One of my biggest struggles is watching my oldest get older. Of course I struggle with all my kids having more birthdays. But my oldest. She was my beginning. She was the reason I get to be a mom. She was when I discovered how much I could love someone who couldn’t love me back.Why God chose me to carry her, love her, be transformed by her I will never quite grasp. But He has.
When I was a mom to two young toddlers I went to story time, play dates, and the infamous MOPS (mothers of preschoolers). There I learned from other moms.I met some of my dearest friends there. I learned how to sooth a screaming baby. What bottles to buy. What books to read to them that would surely get them into Harvard. (We’ll be lucky the last few kids even go to community college) How to discipline effectively. What crafts and outings to have with my little bundles of joy. But now. Now here I am with a toddler. Two in elementary. One in middle school. And then one in high school. And not just in high school but she looks like she could be in college. Lord have mercy.

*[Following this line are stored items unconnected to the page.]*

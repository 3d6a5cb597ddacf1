//! Real-time channel: Socket.IO client, packet codec and event hub

pub mod codec;
pub mod connection;
pub mod hub;

pub use connection::{Backoff, RealtimeHandle, socket_url, spawn};
pub use hub::{EventHub, Subscription};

And I don’t have a group. There is no MOT (mothers of teenagers) . Apparently after they are toddlers we moms don’t need any more support or help. I have no group of moms to go to once a week to bounce things off of. To gain wisdom from. To know what to react to and what not to. What battle to fight and which ones are only going to cause more rebellion. To talk about wonderful things we so blissfully experience during the years of 12-I don’t know when it ends.
I just realized the other day that I have three years left with the oldest. Three years until she graduates and goes away to school. This scares me if we are being honest. It keeps me up at night. If I am being a good mom. If I have listened enough. If I have fought hard enough for her. If I yelled too much( I have) . If I have been too strict or not strict enough. If she knows how much I want to keep her in a safe little bubble and not let the world hurt her anymore.
I know this is unrealistic. I know.( my therapist likes to tell me it is) But I still feel these things. I still feel alone in this teenager crazy hormone world. I have maybe a couple of mom friends who have teenagers. That’s it. There is not a group to go to and just
cry talk every week. I want to bundle her up and send her to Alaska.( Because in Alaska maybe not every other girl wears a bikini) And then she can come home when she has found a nice guy who wants to travel the world or has decided to become a nun. But until then I am on my knees begging God to protect her. To never stop chasing her. To bring her to her own knees .For her to fall in love with her Savior. To want to live a life serving Him. And if this doesn’t happen that I trust that she is God’s. She always has been. She always will be. And her life is part of His story and He gets to write it. I don’t.